The country has survived. But it is extremely battered. The country’s financial and governmental nerve center has survived well. The damage in Nassau is mainly confined to downed trees debris all around, some isolated local flooding, and some slight damage to buildings. There was one loss of life, due to negligence when an 18-year-older went to check on his home generator and ended up being electrocuted and dead. There was another reported death, this one by drowning in West End. This too appeared to be a situation where the people of that settlement had been warned by their representative Obie Wilchcombe to leave the settlement because of the severe flooding that was involved, and many chose to stay. There also reports of injuries.
The rest of the country suffered a shock to its infrastructure. The roads have been washed out in some islands. Many of the island communities have been flooded. You may check below for an island-by-island report as of Saturday 4th September at 6 p.m.

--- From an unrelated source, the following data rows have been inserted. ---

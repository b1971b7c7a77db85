use figment::{
    providers::{Env, Format, Toml},
    Figment,
};
use std::path::Path;

use super::{types::Config, ConfigError};

/// Load configuration from file with environment variable overrides
///
/// Nested keys use a double underscore: `FEDSEARCH_AGGREGATOR__DEADLINE_MS`.
pub fn load_config(path: &Path) -> Result<Config, ConfigError> {
    if !path.exists() {
        return Err(ConfigError::FileNotFound(path.display().to_string()));
    }

    let config: Config = Figment::new()
        .merge(Toml::file(path))
        .merge(Env::prefixed("FEDSEARCH_").split("__"))
        .extract()
        .map_err(|e| ConfigError::ParseError(e.to_string()))?;

    Ok(config)
}

/// Load configuration from TOML string (useful for testing)
pub fn load_config_from_str(toml_str: &str) -> Result<Config, ConfigError> {
    toml::from_str(toml_str).map_err(|e| ConfigError::ParseError(e.to_string()))
}
//! Per-request memoized title resolution.

use std::fmt;
use std::sync::Arc;
use std::time::{Duration, Instant};

use tokio::sync::OnceCell;
use tracing::{debug, warn};

use super::{MetadataResolver, ResolutionError, ResolvedTitles};
use crate::metrics;

/// Resolves titles for one identifier at most once.
///
/// Created per aggregate call and shared (via `Arc`) between the fallback
/// strategy and the result filter of that call. The outcome is memoized,
/// failures included, so the resolver sees a single request.
pub struct TitleLookup {
    resolver: Arc<dyn MetadataResolver>,
    imdb_id: String,
    outcome: OnceCell<Result<Arc<ResolvedTitles>, ResolutionError>>,
}

impl TitleLookup {
    pub fn new(resolver: Arc<dyn MetadataResolver>, imdb_id: impl Into<String>) -> Self {
        Self {
            resolver,
            imdb_id: imdb_id.into(),
            outcome: OnceCell::new(),
        }
    }

    pub fn imdb_id(&self) -> &str {
        &self.imdb_id
    }

    /// Whether resolution already happened (successfully or not).
    pub fn is_resolved(&self) -> bool {
        self.outcome.initialized()
    }

    /// Resolve the titles, waiting at most `budget` if this is the first call.
    pub async fn resolve(&self, budget: Duration) -> Result<Arc<ResolvedTitles>, ResolutionError> {
        self.outcome
            .get_or_init(|| async {
                let start = Instant::now();
                let outcome =
                    match tokio::time::timeout(budget, self.resolver.resolve_titles(&self.imdb_id))
                        .await
                    {
                        Ok(result) => result.map(Arc::new),
                        Err(_) => Err(ResolutionError::Timeout),
                    };

                metrics::RESOLVER_DURATION.observe(start.elapsed().as_secs_f64());
                match &outcome {
                    Ok(titles) => {
                        metrics::RESOLVER_REQUESTS.with_label_values(&["success"]).inc();
                        debug!(
                            imdb_id = %self.imdb_id,
                            titles = titles.all().len(),
                            "Resolved titles"
                        );
                    }
                    Err(e) => {
                        metrics::RESOLVER_REQUESTS.with_label_values(&["error"]).inc();
                        warn!(imdb_id = %self.imdb_id, error = %e, "Title resolution failed");
                    }
                }
                outcome
            })
            .await
            .clone()
    }
}

impl fmt::Debug for TitleLookup {
    fn fmt(&self, f: &mut fmt::Formatter<'_>) -> fmt::Result {
        f.debug_struct("TitleLookup")
            .field("imdb_id", &self.imdb_id)
            .field("resolved", &self.is_resolved())
            .finish()
    }
}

The Prime Minister has taken this matter as a personal crusade. It is a risky strategy, but one, which he has to take, given what he recognized was the criticism of his administration that decisions are not made quickly enough by him. He himself as this is being uploaded is flying around the southern Bahamas to see for himself the damage, which the hurricane wrought, and to lend some comfort to the people in the islands. Other Ministers are going as well. The Deputy Prime Minister will travel to Eleuthera and carry with her the Minister of Financial Services and the Minster for Immigration. Each will visit with a particular community in that island. The PM’s team plans to stop in at Mayaguana, Crooked Island and Acklins, San Salvador and Cat Island before returning to Nassau.

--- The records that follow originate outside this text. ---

//! Recursive-descent parser for predicate expressions.
//!
//! Operators are split in increasing precedence: `,` first, then `+`, then a
//! leading `!`. Splitting on the last occurrence makes both binary operators
//! left-associative.

use super::{KeywordRegistry, Predicate, PredicateError};

pub(crate) fn parse_expression(
    registry: &KeywordRegistry,
    expression: &str,
) -> Result<Predicate, PredicateError> {
    Parser {
        registry,
        source: expression,
    }
    .parse(expression)
}

struct Parser<'a> {
    registry: &'a KeywordRegistry,
    source: &'a str,
}

impl Parser<'_> {
    fn malformed(&self, reason: impl Into<String>) -> PredicateError {
        PredicateError::Malformed {
            expression: self.source.to_string(),
            reason: reason.into(),
        }
    }

    fn parse(&self, fragment: &str) -> Result<Predicate, PredicateError> {
        let fragment = fragment.trim();
        if fragment.is_empty() {
            return Err(self.malformed("empty expression"));
        }

        if let Some((left, right)) = fragment.rsplit_once(',') {
            let left = self.parse(left)?;
            let right = self.parse(right)?;
            return Ok(left.or(right));
        }

        if let Some((left, right)) = fragment.rsplit_once('+') {
            let left = self.parse(left)?;
            let right = self.parse(right)?;
            return Ok(left.and(right));
        }

        if let Some(rest) = fragment.strip_prefix('!') {
            return Ok(self.parse(rest)?.negate());
        }

        self.parse_atom(fragment)
    }

    fn parse_atom(&self, atom: &str) -> Result<Predicate, PredicateError> {
        let Some((keyword, argument)) = atom.split_once(':') else {
            return Err(self.malformed(format!("missing ':' in '{}'", atom)));
        };

        let keyword = keyword.trim().to_lowercase();
        if keyword.is_empty() {
            return Err(self.malformed(format!("missing keyword in '{}'", atom)));
        }
        if argument.is_empty() {
            return Err(self.malformed(format!("missing argument for '{}'", keyword)));
        }

        match self.registry.builder(&keyword) {
            Some(builder) => builder(argument),
            None => Err(self.malformed(format!("unknown keyword '{}'", keyword))),
        }
    }
}
use std::collections::HashSet;

use super::{types::Config, ConfigError};
use crate::aggregator::ALL_VIEW;

/// Validate configuration
/// Currently validates:
/// - Aggregator deadline is not 0
/// - View names are non-empty, unique and don't shadow the "all" view
///
/// Filter expressions are checked when views are built.
pub fn validate_config(config: &Config) -> Result<(), ConfigError> {
    if config.aggregator.deadline_ms == 0 {
        return Err(ConfigError::ValidationError(
            "aggregator.deadline_ms cannot be 0".to_string(),
        ));
    }

    let mut names = HashSet::new();
    for view in &config.views {
        let name = view.name.trim();
        if name.is_empty() {
            return Err(ConfigError::ValidationError(
                "views.name cannot be empty".to_string(),
            ));
        }
        if name.eq_ignore_ascii_case(ALL_VIEW) {
            return Err(ConfigError::ValidationError(format!(
                "views.name '{}' is reserved",
                ALL_VIEW
            )));
        }
        if !names.insert(name.to_lowercase()) {
            return Err(ConfigError::ValidationError(format!(
                "duplicate view name '{}'",
                name
            )));
        }
    }

    Ok(())
}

But the real problems are Grand Bahama and Abaco. The capital was cut off from those islands in the north late Saturday evening when there was catastrophic failure of the cable link between the island of Grand Bahama and New Providence. This is Batelco's main outlet to the outside world. Long distance calls immediately began to fail. The usual apologies by Batelco. But it seems that this time it was not the cable itself which was cut on three occasions in the last five years, but the equipment in Eight Mile Rock where it was reported that the roof of the facility in Eight Mile Rock of Batelco collapsed. This can cause havoc with the financial sector. No doubt, a team of politicians and experts will have to go into Grand Bahama as soon as possible today to find out what the situation is on the ground.

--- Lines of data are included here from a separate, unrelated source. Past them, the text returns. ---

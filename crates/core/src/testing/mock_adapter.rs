//! Mock adapter for testing.

use async_trait::async_trait;
use std::sync::Arc;
use std::time::{Duration, Instant};
use tokio::sync::RwLock;

use crate::adapter::{AdapterError, AdapterHandle, AdapterMetadata, ReleaseRecord, SearchRequest};

/// A recorded query for test assertions.
#[derive(Debug, Clone)]
pub struct RecordedQuery {
    /// The request the adapter received.
    pub request: SearchRequest,
    /// When the query was made.
    pub timestamp: Instant,
}

/// A query handler that produces results dynamically based on the request.
type QueryHandler = Box<dyn Fn(&SearchRequest) -> Option<Vec<ReleaseRecord>> + Send + Sync>;

/// Mock implementation of the AdapterHandle trait.
///
/// Provides controllable behavior for testing:
/// - Return configurable records
/// - Track queries for assertions
/// - Simulate failures, slow responses and adapters that never respond
///
/// # Example
///
/// ```rust,ignore
/// use fedsearch_core::testing::{MockAdapter, fixtures};
///
/// let adapter = MockAdapter::new("public-1");
/// adapter.set_results(vec![
///     fixtures::release("Ubuntu 24.04 LTS", "magnet:?xt=urn:btih:abc", 12.0),
/// ]).await;
///
/// let records = adapter.query(&SearchRequest::text("ubuntu")).await?;
/// assert_eq!(records.len(), 1);
/// assert_eq!(adapter.query_count().await, 1);
/// ```
pub struct MockAdapter {
    metadata: AdapterMetadata,
    /// Only handles requests without an IMDb id.
    text_only: bool,
    /// Configured records to return.
    results: Arc<RwLock<Vec<ReleaseRecord>>>,
    /// Recorded queries.
    queries: Arc<RwLock<Vec<RecordedQuery>>>,
    /// If set, the next query will fail with this error.
    next_error: Arc<RwLock<Option<AdapterError>>>,
    /// If set, every query fails with this error.
    failure: Arc<RwLock<Option<AdapterError>>>,
    /// Simulated response time.
    delay: Arc<RwLock<Option<Duration>>>,
    /// Never respond.
    hang: Arc<RwLock<bool>>,
    /// Query handler for dynamic results based on the request.
    query_handler: Arc<RwLock<Option<QueryHandler>>>,
}

impl std::fmt::Debug for MockAdapter {
    fn fmt(&self, f: &mut std::fmt::Formatter<'_>) -> std::fmt::Result {
        f.debug_struct("MockAdapter")
            .field("metadata", &self.metadata)
            .field("text_only", &self.text_only)
            .field("results", &"<results>")
            .field("queries", &"<queries>")
            .field("query_handler", &"<handler>")
            .finish()
    }
}

impl MockAdapter {
    /// Create a configured, healthy, public en-US adapter with no results.
    pub fn new(id: &str) -> Self {
        Self::with_metadata(AdapterMetadata::new(id))
    }

    /// Create a mock adapter with the given metadata.
    pub fn with_metadata(metadata: AdapterMetadata) -> Self {
        Self {
            metadata,
            text_only: false,
            results: Arc::new(RwLock::new(Vec::new())),
            queries: Arc::new(RwLock::new(Vec::new())),
            next_error: Arc::new(RwLock::new(None)),
            failure: Arc::new(RwLock::new(None)),
            delay: Arc::new(RwLock::new(None)),
            hang: Arc::new(RwLock::new(false)),
            query_handler: Arc::new(RwLock::new(None)),
        }
    }

    /// Refuse requests that carry an IMDb id, like a free-text-only indexer.
    pub fn text_only(mut self) -> Self {
        self.text_only = true;
        self
    }

    /// Set the records to return for subsequent queries.
    pub async fn set_results(&self, results: Vec<ReleaseRecord>) {
        *self.results.write().await = results;
    }

    /// Add a single record.
    pub async fn add_result(&self, result: ReleaseRecord) {
        self.results.write().await.push(result);
    }

    /// Get recorded requests, in the order they were received.
    pub async fn recorded_queries(&self) -> Vec<SearchRequest> {
        self.queries
            .read()
            .await
            .iter()
            .map(|q| q.request.clone())
            .collect()
    }

    /// Get the number of queries received.
    pub async fn query_count(&self) -> usize {
        self.queries.read().await.len()
    }

    /// Configure the next query to fail with the given error.
    pub async fn set_next_error(&self, error: AdapterError) {
        *self.next_error.write().await = Some(error);
    }

    /// Make every query fail with the given error.
    pub async fn set_failure(&self, error: AdapterError) {
        *self.failure.write().await = Some(error);
    }

    /// Delay every response.
    pub async fn set_delay(&self, delay: Duration) {
        *self.delay.write().await = Some(delay);
    }

    /// Never respond to queries.
    pub async fn hang(&self) {
        *self.hang.write().await = true;
    }

    /// Set a query handler that produces records based on the request.
    ///
    /// The handler returns `Some(records)` to override the configured
    /// results, or `None` to fall through to them.
    pub async fn set_query_handler<F>(&self, handler: F)
    where
        F: Fn(&SearchRequest) -> Option<Vec<ReleaseRecord>> + Send + Sync + 'static,
    {
        *self.query_handler.write().await = Some(Box::new(handler));
    }
}

#[async_trait]
impl AdapterHandle for MockAdapter {
    fn metadata(&self) -> AdapterMetadata {
        self.metadata.clone()
    }

    fn can_handle(&self, request: &SearchRequest) -> bool {
        !(self.text_only && request.imdb_id().is_some())
    }

    async fn query(&self, request: &SearchRequest) -> Result<Vec<ReleaseRecord>, AdapterError> {
        // Record the query
        self.queries.write().await.push(RecordedQuery {
            request: request.clone(),
            timestamp: Instant::now(),
        });

        if *self.hang.read().await {
            std::future::pending::<()>().await;
        }
        let delay = *self.delay.read().await;
        if let Some(delay) = delay {
            tokio::time::sleep(delay).await;
        }

        // Check for injected errors
        if let Some(err) = self.next_error.write().await.take() {
            return Err(err);
        }
        if let Some(err) = self.failure.read().await.clone() {
            return Err(err);
        }

        let handler = self.query_handler.read().await;
        if let Some(ref h) = *handler {
            if let Some(records) = h(request) {
                return Ok(records);
            }
        }
        drop(handler);

        Ok(self.results.read().await.clone())
    }
}

#[cfg(test)]
mod tests {
    use super::*;
    use crate::testing::fixtures;

    #[tokio::test]
    async fn test_returns_results_and_records_queries() {
        let adapter = MockAdapter::new("mock");
        adapter
            .set_results(vec![fixtures::release("A", "a", 1.0)])
            .await;

        let records = adapter.query(&SearchRequest::text("a")).await.unwrap();

        assert_eq!(records.len(), 1);
        assert_eq!(adapter.query_count().await, 1);
        assert_eq!(adapter.recorded_queries().await[0].term, "a");
    }

    #[tokio::test]
    async fn test_next_error_is_one_shot() {
        let adapter = MockAdapter::new("mock");
        adapter
            .set_next_error(AdapterError::Upstream("HTTP 500".to_string()))
            .await;

        assert!(adapter.query(&SearchRequest::text("a")).await.is_err());
        assert!(adapter.query(&SearchRequest::text("a")).await.is_ok());
    }

    #[tokio::test]
    async fn test_query_handler() {
        let adapter = MockAdapter::new("mock");
        adapter
            .set_query_handler(|request| {
                (request.term == "special").then(|| vec![fixtures::release("S", "s", 1.0)])
            })
            .await;

        assert_eq!(adapter.query(&SearchRequest::text("special")).await.unwrap().len(), 1);
        assert!(adapter.query(&SearchRequest::text("other")).await.unwrap().is_empty());
    }

    #[test]
    fn test_text_only() {
        let adapter = MockAdapter::new("mock").text_only();
        assert!(adapter.can_handle(&SearchRequest::text("a")));
        assert!(!adapter.can_handle(&SearchRequest::imdb("tt0111161")));
    }

    #[test]
    fn test_hang_stays_pending() {
        let adapter = MockAdapter::new("mock");
        tokio_test::block_on(adapter.hang());

        let request = SearchRequest::text("a");
        let mut query = tokio_test::task::spawn(adapter.query(&request));
        tokio_test::assert_pending!(query.poll());
        tokio_test::assert_pending!(query.poll());
        drop(query);

        assert_eq!(tokio_test::block_on(adapter.query_count()), 1);
    }
}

The Bahamas Electricity Corporation is struggling to get the lights back on in New Providence. It has only been just over 48 hours since the all clear was given but people are restless. The Corporation does not seem to have the public relations savvy that the telephone company has to keep people informed of what they are doing. Many places in New Providence remain in darkness.
Now that the winds have subsided, and the hurricane has moved into the United States, the clean up begins. It is important for us to do a post mortem on the storm. The infrastructure of the country should have been able to sustain a hit of the kind that we experienced. The Batelco failure is a serious failure. And many times during the storm, both the police, the National Emergency Management Agency (NEMA) were saying that they could not hear from a particular island. That is inexcusable in this day and time.
Bahamians were generally happy with themselves about how this whole thing turned out. The radio stations kept getting congratulations from politicians and the listeners alike throughout the ordeal, congratulating them on what a fine job they did on hurricane coverage. There was the alarmist Darrell Miller who was criticized for frightening people out of their wits, but his supporters said that his sense of alarm was entertaining and helpful. There was the more calm Wendell Jones who seemed to live off the plaudits that he was better than the ZNS that rejected him so long ago. Then there were the usual recourses to religious fervour, with many saying that this showed that God had a plan for The Bahamas, and that the hurricane was designed to bring us together, and that we ought to be thankful to God for sparing us from the hurricane.
The Bahamas has a long week ahead of it. We are particularly concerned about the people of Grand Bahama. Theirs will probably be the longest week of all.